- Exercise directions -
Extract each line of the records below that contains the word "CacheError".
------ Input ------
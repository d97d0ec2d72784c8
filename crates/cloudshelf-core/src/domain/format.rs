//! Byte-count formatting for sizes and quotas
//!
//! Uses decimal (1000-based) units, the convention file browsers and
//! storage providers use when reporting quotas.

const UNITS: [&str; 5] = ["KB", "MB", "GB", "TB", "PB"];

/// Formats a byte count for display, e.g. `245000` → `"245 KB"`
///
/// Kilobytes are shown without decimals, megabytes with one and larger
/// units with two.
pub fn format_bytes(bytes: u64) -> String {
    if bytes == 0 {
        return "Zero KB".to_string();
    }
    if bytes < 1000 {
        return if bytes == 1 {
            "1 byte".to_string()
        } else {
            format!("{bytes} bytes")
        };
    }

    let mut value = bytes as f64 / 1000.0;
    let mut unit = 0;
    while value >= 1000.0 && unit < UNITS.len() - 1 {
        value /= 1000.0;
        unit += 1;
    }

    match unit {
        0 => format!("{:.0} {}", value, UNITS[unit]),
        1 => format!("{:.1} {}", value, UNITS[unit]),
        _ => format!("{:.2} {}", value, UNITS[unit]),
    }
}
//! Cloudshelf Cache - SQLite settings store
//!
//! Implements the `ISettingsStore` port with one `settings` table of
//! key/blob rows. The account registry keeps its whole account set under a
//! single key, so every write is one upsert statement.
//!
//! ```no_run
//! use std::path::Path;
//! use cloudshelf_cache::SqliteSettingsStore;
//!
//! # async fn example() -> anyhow::Result<()> {
//! let store = SqliteSettingsStore::open(Path::new("/tmp/cloudshelf/settings.db")).await?;
//! println!("{:?}", store.keys().await?);
//! # Ok(())
//! # }
//! ```

pub mod pool;
pub mod settings_store;

pub use pool::DatabasePool;
pub use settings_store::SqliteSettingsStore;

/// Failures opening or querying the settings database
#[derive(Debug, thiserror::Error)]
pub enum CacheError {
    /// The database file or connection could not be opened
    #[error("Connection failed: {0}")]
    ConnectionFailed(String),

    #[error("Query failed: {0}")]
    QueryFailed(String),

    /// The settings schema could not be applied
    #[error("Migration failed: {0}")]
    MigrationFailed(String),
}

impl From<sqlx::Error> for CacheError {
    fn from(e: sqlx::Error) -> Self {
        CacheError::QueryFailed(e.to_string())
    }
}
------
- Task result -
pub enum CacheError {
impl From<sqlx::Error> for CacheError {
        CacheError::QueryFailed(e.to_string())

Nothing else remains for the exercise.